Your job is to reproduce all of the data exactly.

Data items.
# # #
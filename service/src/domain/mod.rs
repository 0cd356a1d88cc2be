//! Domain entities definitions.

pub mod actor;
pub mod deal;
pub mod listing;
pub mod user;

pub use self::{
    actor::Actor, deal::Deal, listing::Listing, user::User,
};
# # #
Task solution.
filename service/src/domain/mod.rs
repository 0cd356a1d88cc2be
//! Domain entities definitions.

pub mod actor;
pub mod deal;
pub mod listing;
pub mod user;

pub use self::{
    actor::Actor, deal::Deal, listing::Listing, user::User,
};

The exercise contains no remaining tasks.